As already pointed out in this thread, the easting motion slows sharply at the moment of the zipp-off.

I made some videos to help compare the background motion frame by frame before / after the zip off. I used the frames from the 25% slowed down portion as suggested above.

Here I've compared the frames just prior to the zip off to get a baseline for how fast the background was moving. We can see significant horizontal motion right->left, with only a slight vertical top->bottom component.
View attachment 91178
View attachment 91179

Here's the first frame of the zip off. This is the one most people have had trouble with, but if you look closely the left->right motion is about half as fast as before, and the top->down motion is about twice as fast. The background motion starts to change at exactly the same time as the zip off.
View attachment 91180

Here's the second frame of the zip off. We already see a very clear, very dramatic change in the background motion. By the second frame the right->left motion of the background has disappeared entirely, leaving only a significant top->down motion.
View attachment 91181

New around here. Don't plan on being too regular. Thought I'd hang this here for others. Hope I am not rehashing old arguments.

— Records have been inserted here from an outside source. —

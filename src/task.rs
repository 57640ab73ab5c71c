//! Tasks, their buffers and the ordered task registry.
//!
//! Tasks live in an arena ([`TaskSet`]) and are referred to by [`TaskId`];
//! pins hold a `TaskId` rather than a pointer. Analog-in, analog-out and
//! digital-out each get one session-wide task shared by every device, while
//! counter pins get a dedicated task each.
//!
//! The [`TaskRegistry`] is the sequence tasks are timed, started and stopped
//! in. Its front element owns the shared sample clock and is the task
//! `sync_sampling` waits on.

use std::collections::VecDeque;
use std::ops::{Index, IndexMut};

use crate::io_mode::IoMode;
use crate::provider::TaskHandle;

/// Index of a task in its session's [`TaskSet`].
#[derive(Debug, Clone, Copy, PartialEq, Eq, Hash, PartialOrd, Ord)]
pub struct TaskId(usize);

impl TaskId {
    /// Arena index.
    pub fn index(self) -> usize {
        self.0
    }
}

/// Per-task sample buffer, one element per bound pin in bind order.
#[derive(Debug, Clone, PartialEq)]
pub enum TaskBuffer {
    /// Analog and counter samples
    Float(Vec<f64>),
    /// Digital port words
    Digital(Vec<u32>),
}

impl TaskBuffer {
    /// Zeroed buffer with the element type of `io_mode`.
    pub fn zeroed(io_mode: IoMode, len: usize) -> Self {
        match io_mode {
            IoMode::DigitalIn | IoMode::DigitalOut => Self::Digital(vec![0; len]),
            _ => Self::Float(vec![0.0; len]),
        }
    }

    /// Number of elements.
    pub fn len(&self) -> usize {
        match self {
            Self::Float(v) => v.len(),
            Self::Digital(v) => v.len(),
        }
    }

    /// Whether the buffer holds no elements.
    pub fn is_empty(&self) -> bool {
        self.len() == 0
    }

    /// Float view, if this is an analog or counter buffer.
    pub fn as_float(&self) -> Option<&[f64]> {
        match self {
            Self::Float(v) => Some(v),
            Self::Digital(_) => None,
        }
    }

    /// Mutable float view.
    pub fn as_float_mut(&mut self) -> Option<&mut [f64]> {
        match self {
            Self::Float(v) => Some(v),
            Self::Digital(_) => None,
        }
    }

    /// Digital view, if this is a digital buffer.
    pub fn as_digital(&self) -> Option<&[u32]> {
        match self {
            Self::Digital(v) => Some(v),
            Self::Float(_) => None,
        }
    }

    /// Mutable digital view.
    pub fn as_digital_mut(&mut self) -> Option<&mut [u32]> {
        match self {
            Self::Digital(v) => Some(v),
            Self::Float(_) => None,
        }
    }
}

/// One provider task and the pins bound into it.
#[derive(Debug, Clone)]
pub struct Task {
    handle: TaskHandle,
    io_mode: IoMode,
    pin_count: usize,
    buffer: Option<TaskBuffer>,
}

impl Task {
    /// Wrap a freshly created provider task.
    pub fn new(handle: TaskHandle, io_mode: IoMode) -> Self {
        Self {
            handle,
            io_mode,
            pin_count: 0,
            buffer: None,
        }
    }

    /// Provider handle.
    pub fn handle(&self) -> TaskHandle {
        self.handle
    }

    /// I/O class.
    pub fn io_mode(&self) -> IoMode {
        self.io_mode
    }

    /// Number of bound pins.
    pub fn pin_count(&self) -> usize {
        self.pin_count
    }

    /// Reserve the next buffer slot and return its offset.
    pub(crate) fn add_pin(&mut self) -> usize {
        self.pin_count += 1;
        self.pin_count - 1
    }

    /// Sample buffer, present only while running.
    pub fn buffer(&self) -> Option<&TaskBuffer> {
        self.buffer.as_ref()
    }

    pub(crate) fn buffer_mut(&mut self) -> Option<&mut TaskBuffer> {
        self.buffer.as_mut()
    }

    pub(crate) fn allocate_buffer(&mut self) {
        self.buffer = Some(TaskBuffer::zeroed(self.io_mode, self.pin_count));
    }

    pub(crate) fn release_buffer(&mut self) {
        self.buffer = None;
    }
}

/// Insertion-ordered task registry without duplicates.
#[derive(Debug, Clone, Default)]
pub struct TaskRegistry {
    order: VecDeque<TaskId>,
}

impl TaskRegistry {
    /// Empty registry.
    pub fn new() -> Self {
        Self::default()
    }

    /// Put `task` first, removing any earlier entry for it.
    pub fn push_front(&mut self, task: TaskId) {
        self.order.retain(|t| *t != task);
        self.order.push_front(task);
    }

    /// Append `task` unless it is already registered.
    pub fn push_back(&mut self, task: TaskId) {
        if !self.contains(task) {
            self.order.push_back(task);
        }
    }

    /// Whether `task` is registered.
    pub fn contains(&self, task: TaskId) -> bool {
        self.order.contains(&task)
    }

    /// Primary task.
    pub fn first(&self) -> Option<TaskId> {
        self.order.front().copied()
    }

    /// Tasks in order.
    pub fn iter(&self) -> impl Iterator<Item = TaskId> + '_ {
        self.order.iter().copied()
    }

    /// Number of registered tasks.
    pub fn len(&self) -> usize {
        self.order.len()
    }

    /// Whether nothing is registered.
    pub fn is_empty(&self) -> bool {
        self.order.is_empty()
    }

    /// Forget every task.
    pub fn clear(&mut self) {
        self.order.clear();
    }
}

/// Arena of every task in a session.
#[derive(Debug, Clone, Default)]
pub struct TaskSet {
    tasks: Vec<Task>,
    singletons: [Option<TaskId>; IoMode::COUNT],
    counters: Vec<TaskId>,
}

impl TaskSet {
    /// Store a task and return its id.
    pub fn insert(&mut self, task: Task) -> TaskId {
        let id = TaskId(self.tasks.len());
        if task.io_mode().is_counter() {
            self.counters.push(id);
        } else {
            self.singletons[task.io_mode().index()] = Some(id);
        }
        self.tasks.push(task);
        id
    }

    /// Task by id.
    pub fn get(&self, id: TaskId) -> Option<&Task> {
        self.tasks.get(id.0)
    }

    /// Mutable task by id.
    pub fn get_mut(&mut self, id: TaskId) -> Option<&mut Task> {
        self.tasks.get_mut(id.0)
    }

    /// The session-wide task of a non-counter class.
    pub fn singleton(&self, io_mode: IoMode) -> Option<TaskId> {
        self.singletons[io_mode.index()]
    }

    /// Counter tasks in creation order.
    pub fn counters(&self) -> &[TaskId] {
        &self.counters
    }

    /// Every task with its id.
    pub fn iter(&self) -> impl Iterator<Item = (TaskId, &Task)> {
        self.tasks.iter().enumerate().map(|(i, t)| (TaskId(i), t))
    }

    /// Number of tasks.
    pub fn len(&self) -> usize {
        self.tasks.len()
    }

    /// Whether no task exists.
    pub fn is_empty(&self) -> bool {
        self.tasks.is_empty()
    }

    /// Remove every task, returning them in creation order.
    pub fn drain(&mut self) -> Vec<Task> {
        self.singletons = [None; IoMode::COUNT];
        self.counters.clear();
        std::mem::take(&mut self.tasks)
    }
}

impl Index<TaskId> for TaskSet {
    type Output = Task;

    fn index(&self, id: TaskId) -> &Task {
        &self.tasks[id.0]
    }
}

impl IndexMut<TaskId> for TaskSet {
    fn index_mut(&mut self, id: TaskId) -> &mut Task {
        &mut self.tasks[id.0]
    }
}

#[cfg(test)]
mod tests {
    use super::*;

    #[test]
    fn test_registry_front_moves_without_duplicates() {
        let mut registry = TaskRegistry::new();
        registry.push_back(TaskId(0));
        registry.push_back(TaskId(1));
        registry.push_back(TaskId(0));
        assert_eq!(registry.len(), 2);

        registry.push_front(TaskId(1));
        assert_eq!(registry.iter().collect::<Vec<_>>(), vec![TaskId(1), TaskId(0)]);
        assert_eq!(registry.first(), Some(TaskId(1)));
    }

    #[test]
    fn test_task_set_tracks_singletons_and_counters() {
        let mut set = TaskSet::default();
        let ai = set.insert(Task::new(TaskHandle(1), IoMode::AnalogIn));
        let c0 = set.insert(Task::new(TaskHandle(2), IoMode::CounterAngleIn));
        let c1 = set.insert(Task::new(TaskHandle(3), IoMode::CounterAngleIn));

        assert_eq!(set.singleton(IoMode::AnalogIn), Some(ai));
        assert_eq!(set.singleton(IoMode::CounterAngleIn), None);
        assert_eq!(set.counters(), &[c0, c1]);

        let drained = set.drain();
        assert_eq!(drained.len(), 3);
        assert!(set.is_empty());
        assert_eq!(set.singleton(IoMode::AnalogIn), None);
    }

    #[test]
    fn test_buffer_element_types() {
        let mut task = Task::new(TaskHandle(7), IoMode::DigitalOut);
        assert_eq!(task.add_pin(), 0);
        assert_eq!(task.add_pin(), 1);
        task.allocate_buffer();
        assert_eq!(task.buffer(), Some(&TaskBuffer::Digital(vec![0, 0])));

        let mut task = Task::new(TaskHandle(8), IoMode::CounterAngleIn);
        task.add_pin();
        task.allocate_buffer();
        assert_eq!(task.buffer().and_then(TaskBuffer::as_float), Some(&[0.0][..]));
        task.release_buffer();
        assert!(task.buffer().is_none());
    }
}
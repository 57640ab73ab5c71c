//! Shared sample clock resolution.
//!
//! Every timed task in a session is paced by one terminal. The first bound
//! class claims it, and a later bind only takes it over when its class has a
//! strictly higher priority (lower [`IoMode`] ordinal). Analog and digital
//! classes export `<device>/<subsystem>/SampleClock`; counters fall back to
//! the onboard clock.

use std::fmt;

use crate::io_mode::IoMode;

/// Terminal name of a device's internal timebase.
pub const ONBOARD_CLOCK: &str = "OnboardClock";

/// The session's shared sample clock terminal and the bind that produced it.
#[derive(Debug, Clone, PartialEq, Eq)]
pub struct ClockSource {
    terminal: String,
    owner: Option<(IoMode, u32)>,
}

impl Default for ClockSource {
    fn default() -> Self {
        Self {
            terminal: ONBOARD_CLOCK.to_string(),
            owner: None,
        }
    }
}

impl ClockSource {
    /// Unowned onboard clock.
    pub fn new() -> Self {
        Self::default()
    }

    /// Terminal name.
    pub fn terminal(&self) -> &str {
        &self.terminal
    }

    /// Class that owns the clock.
    pub fn owner_mode(&self) -> Option<IoMode> {
        self.owner.map(|(mode, _)| mode)
    }

    /// Device id that owns the clock.
    pub fn owner_device(&self) -> Option<u32> {
        self.owner.map(|(_, device)| device)
    }

    /// Terminal a bind of `io_mode` on `device_name` would export.
    pub fn terminal_for(device_name: &str, io_mode: IoMode) -> String {
        if io_mode.is_counter() {
            ONBOARD_CLOCK.to_string()
        } else {
            format!("{}/{}/SampleClock", device_name, io_mode.clock_subsystem())
        }
    }

    /// Offer the clock to a bind of `io_mode` on device `device_id`.
    ///
    /// Returns whether the clock changed hands.
    pub fn resolve(&mut self, device_id: u32, device_name: &str, io_mode: IoMode) -> bool {
        let wins = match self.owner {
            None => true,
            Some((owner, _)) => io_mode.priority() < owner.priority(),
        };
        if wins {
            self.terminal = Self::terminal_for(device_name, io_mode);
            self.owner = Some((io_mode, device_id));
        }
        wins
    }
}

impl fmt::Display for ClockSource {
    fn fmt(&self, f: &mut fmt::Formatter<'_>) -> fmt::Result {
        f.write_str(&self.terminal)
    }
}
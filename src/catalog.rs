//! Device/channel catalog.
//!
//! Enumeration asks the provider for every device, keeps the ones whose name
//! is `<prefix><id>` and records, per I/O class, how many physical channels
//! each device has. Devices are stored densely by numeric id so that
//! `catalog.device(id)` is an index, with `None` for ids the provider did not
//! report.
//!
//! Each device owns one [`Pin`] descriptor per physical channel and class.
//! Pins start unbound; binding fills in the owning task and buffer offset.

use std::fmt;

use tracing::{debug, warn};

use crate::error::ProviderResult;
use crate::io_mode::IoMode;
use crate::provider::HardwareProvider;
use crate::task::TaskId;

/// Largest device id kept in the dense catalog.
pub const MAX_DEVICE_ID: u32 = 255;

/// Binding record of one physical channel.
#[derive(Debug, Clone, Copy, PartialEq, Eq)]
pub struct Pin {
    io_mode: IoMode,
    binding: Option<(TaskId, usize)>,
}

impl Pin {
    fn unbound(io_mode: IoMode) -> Self {
        Self {
            io_mode,
            binding: None,
        }
    }

    /// I/O class this descriptor belongs to.
    pub fn io_mode(&self) -> IoMode {
        self.io_mode
    }

    /// Whether the pin has been bound to a task.
    pub fn is_bound(&self) -> bool {
        self.binding.is_some()
    }

    /// Task the pin is bound to.
    pub fn task(&self) -> Option<TaskId> {
        self.binding.map(|(task, _)| task)
    }

    /// Offset of the pin's sample in its task buffer.
    pub fn offset(&self) -> Option<usize> {
        self.binding.map(|(_, offset)| offset)
    }

    pub(crate) fn bind(&mut self, task: TaskId, offset: usize) {
        self.binding = Some((task, offset));
    }
}

/// One enumerated acquisition device.
#[derive(Debug, Clone)]
pub struct Device {
    id: u32,
    name: String,
    product_type: String,
    serial: u64,
    is_simulated: bool,
    pins: [Vec<Pin>; IoMode::COUNT],
}

impl Device {
    /// Numeric id (suffix after the device prefix).
    pub fn id(&self) -> u32 {
        self.id
    }

    /// Device name as reported by the provider.
    pub fn name(&self) -> &str {
        &self.name
    }

    /// Product type.
    pub fn product_type(&self) -> &str {
        &self.product_type
    }

    /// Serial number.
    pub fn serial(&self) -> u64 {
        self.serial
    }

    /// Whether the driver simulates this device.
    pub fn is_simulated(&self) -> bool {
        self.is_simulated
    }

    /// Number of physical channels of a class.
    pub fn channel_count(&self, io_mode: IoMode) -> u32 {
        u32::try_from(self.pins[io_mode.index()].len()).unwrap_or(u32::MAX)
    }

    /// Pin descriptors of a class.
    pub fn pins(&self, io_mode: IoMode) -> &[Pin] {
        &self.pins[io_mode.index()]
    }

    /// Pin descriptor, if `pin` is in range.
    pub fn pin(&self, io_mode: IoMode, pin: u32) -> Option<&Pin> {
        self.pins[io_mode.index()].get(pin as usize)
    }

    pub(crate) fn pin_mut(&mut self, io_mode: IoMode, pin: u32) -> Option<&mut Pin> {
        self.pins[io_mode.index()].get_mut(pin as usize)
    }

    /// Physical channel name of a pin, e.g. `PXI1Slot2/ai3` or `PXI1Slot2/port0`.
    pub fn physical_channel(&self, io_mode: IoMode, pin: u32) -> String {
        format!("{}/{}{}", self.name, io_mode.channel_kind(), pin)
    }

    /// Number of bound pins of a class.
    pub fn bound_count(&self, io_mode: IoMode) -> usize {
        self.pins(io_mode).iter().filter(|p| p.is_bound()).count()
    }
}

/// Enumerated devices, indexed by numeric id.
#[derive(Debug, Clone, Default)]
pub struct DeviceCatalog {
    prefix: String,
    devices: Vec<Option<Device>>,
}

impl DeviceCatalog {
    /// Query the provider for every device named `<prefix><id>`.
    ///
    /// Devices whose name does not carry the prefix followed by a number are
    /// skipped. Zero matching devices yields an empty catalog, not an error.
    pub fn enumerate<P: HardwareProvider + ?Sized>(
        provider: &mut P,
        prefix: &str,
    ) -> ProviderResult<Self> {
        let mut found = Vec::new();
        for (id, name) in matching_devices(provider.device_names()?, prefix) {

            let attributes = provider.device_attributes(&name)?;
            let mut pins: [Vec<Pin>; IoMode::COUNT] = Default::default();
            for io_mode in IoMode::ALL {
                let count = provider
                    .physical_channels(&name, io_mode)?
                    .iter()
                    .filter(|channel| !channel.contains("freqout"))
                    .count();
                pins[io_mode.index()] = vec![Pin::unbound(io_mode); count];
            }

            debug!(device = %name, id, product_type = %attributes.product_type, "Enumerated device");
            found.push(Device {
                id,
                name,
                product_type: attributes.product_type,
                serial: attributes.serial,
                is_simulated: attributes.is_simulated,
                pins,
            });
        }

        let slots = found.iter().map(|d| d.id as usize + 1).max().unwrap_or(0);
        let mut devices: Vec<Option<Device>> = vec![None; slots];
        for device in found {
            let slot = device.id as usize;
            devices[slot] = Some(device);
        }

        Ok(Self {
            prefix: prefix.to_string(),
            devices,
        })
    }

    /// Prefix used for enumeration.
    pub fn prefix(&self) -> &str {
        &self.prefix
    }

    /// Number of valid devices.
    pub fn len(&self) -> usize {
        self.devices.iter().flatten().count()
    }

    /// Whether no device was found.
    pub fn is_empty(&self) -> bool {
        self.len() == 0
    }

    /// Highest device id plus one.
    pub fn id_slots(&self) -> usize {
        self.devices.len()
    }

    /// Device by numeric id.
    pub fn device(&self, id: u32) -> Option<&Device> {
        self.devices.get(id as usize).and_then(Option::as_ref)
    }

    pub(crate) fn device_mut(&mut self, id: u32) -> Option<&mut Device> {
        self.devices.get_mut(id as usize).and_then(Option::as_mut)
    }

    /// Valid devices in id order.
    pub fn devices(&self) -> impl Iterator<Item = &Device> {
        self.devices.iter().flatten()
    }

    /// Device names in id order.
    pub fn names(&self) -> Vec<String> {
        self.devices().map(|d| d.name.clone()).collect()
    }

    /// Total bound pins of a class across all devices.
    pub fn bound_count(&self, io_mode: IoMode) -> usize {
        self.devices().map(|d| d.bound_count(io_mode)).sum()
    }
}

/// Ids and names of the devices a catalog keeps, in provider order.
///
/// A name must be `<prefix><id>` with `id <= MAX_DEVICE_ID`. When two names
/// parse to the same id the first one wins.
pub fn matching_devices(
    names: impl IntoIterator<Item = String>,
    prefix: &str,
) -> Vec<(u32, String)> {
    let mut kept: Vec<(u32, String)> = Vec::new();
    for name in names {
        let Some(id) = name
            .strip_prefix(prefix)
            .and_then(|suffix| suffix.parse::<u32>().ok())
        else {
            debug!(device = %name, prefix, "Skipping device without prefix");
            continue;
        };
        if id > MAX_DEVICE_ID {
            warn!(device = %name, id, max = MAX_DEVICE_ID, "Skipping device with out-of-range id");
            continue;
        }
        if kept.iter().any(|(seen, _)| *seen == id) {
            warn!(device = %name, id, "Duplicate device id, keeping the first");
            continue;
        }
        kept.push((id, name));
    }
    kept
}

const RULE: &str = "*********************************************************************************************************************";

impl fmt::Display for DeviceCatalog {
    fn fmt(&self, f: &mut fmt::Formatter<'_>) -> fmt::Result {
        writeln!(f, "*** DEVICE LIST {}", &RULE[16..])?;
        write!(
            f,
            "Device Number ||    Device Name || Device type || Device Serial # || Sim? || Pins:"
        )?;
        for (i, io_mode) in IoMode::ALL.iter().enumerate() {
            let sep = if i == 0 { " " } else { " | " };
            write!(f, "{sep}{:<3}", io_mode.short_name())?;
        }
        writeln!(f)?;
        writeln!(f, "{RULE}")?;
        for device in self.devices() {
            write!(
                f,
                "{:>13} || {:>14} || {:>11} || {:>15} || {} ||       ",
                device.id,
                device.name,
                device.product_type,
                device.serial,
                if device.is_simulated { "Yeah" } else { "Nope" }
            )?;
            let counts: Vec<String> = IoMode::ALL
                .iter()
                .map(|m| format!("{:>3}", device.channel_count(*m)))
                .collect();
            writeln!(f, "{}", counts.join(" | "))?;
        }
        writeln!(f, "{RULE}")?;
        writeln!(f, "Number of device IDs: {}", self.id_slots())?;
        writeln!(f, "Number of valid devices: {}", self.len())
    }
}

Source: https://x.com/blessedlyunwoke/status/2060696686800826691


As Marik likes to say. "Ultraprecise" hard data. Multiple lines of evidence point to the camera causing the object to appear to accelerate.

Key insight: The vertical movement of the camera is not the key trigger we should be looking for. It's the horizontal motion that is responsible for the behavior. And the change in easting observed on the video is consistent with the parallax derived motion blur theory.

Prologue: One of Marik's arguments has been the timing of the vertical motion of the camera. I bit on that one, in part because the application of his red arrows to demonstrate the motion were late and it seemed like low hanging fruit. I still think he's wrong on the timing, I just don't think it needs to be argued any longer.

So: I realized this morning that the vertical motion is a red arrow-shaped herring. The motion blur is in the horizontal, not vertical. And since the image is nearly north-up, the easting is approximately the same as the rate of horizontal movement.
What the data shows is a rate of movement change that lines up with the object appearing to accelerate. Prior to the event, the camera was tracking east at approximately six-meters per frame. At the point that the blur happens (1204), the rate the camera is tracking over the ground suddenly drops to about one-meter per frame. So we have the rate change we need (horizontal, not vertical) at the point we need it (1204) and continuing through the edge of the frame.

Further, if you do the math for how long it would take the object to slide out of frame if it continued constant while the frame slowed significantly, you'd wind up around 1211/1212. The object has to cover the in frame equivalent of about 35-40 meters. At 5-meters per frame, that's 7-8 frames. 1204 plus 7/8 is 1211/122. Right on time.

I want to add one more thing that becomes apparent when viewing this chart that isn't apparent in Marik's graph: the track mode cycles from RPOINT to RATE to RATE G in 0.02 seconds. While he has claimed that the acceleration caused the switch, that argument doesn't stand up. The only track mode change that could be triggered by the object moving happens 0.1 seconds prior to the event. The second switch that immediately follows isn't driven by what is happening on screen.


And the vertical motion also change: it increases at the same critical moment, and it appears large enough to explain why the zipp-off trajectory becomes nearly horizontal.

The combination of horizontal and vertical camera/background motion. Together, they match the observed zipp-off trajectory very well.

At this point, I no longer see any reasonable argument for doubting that the apparent instantaneous acceleration is caused by the camera motion, I don't even see a compelling reason to pursue a full 3D geometric reconstruction, or similar analyses, to determine whether the object should have remained visible when the operator zoomed back out to NAR.

I'm fairly confident in this conclusion.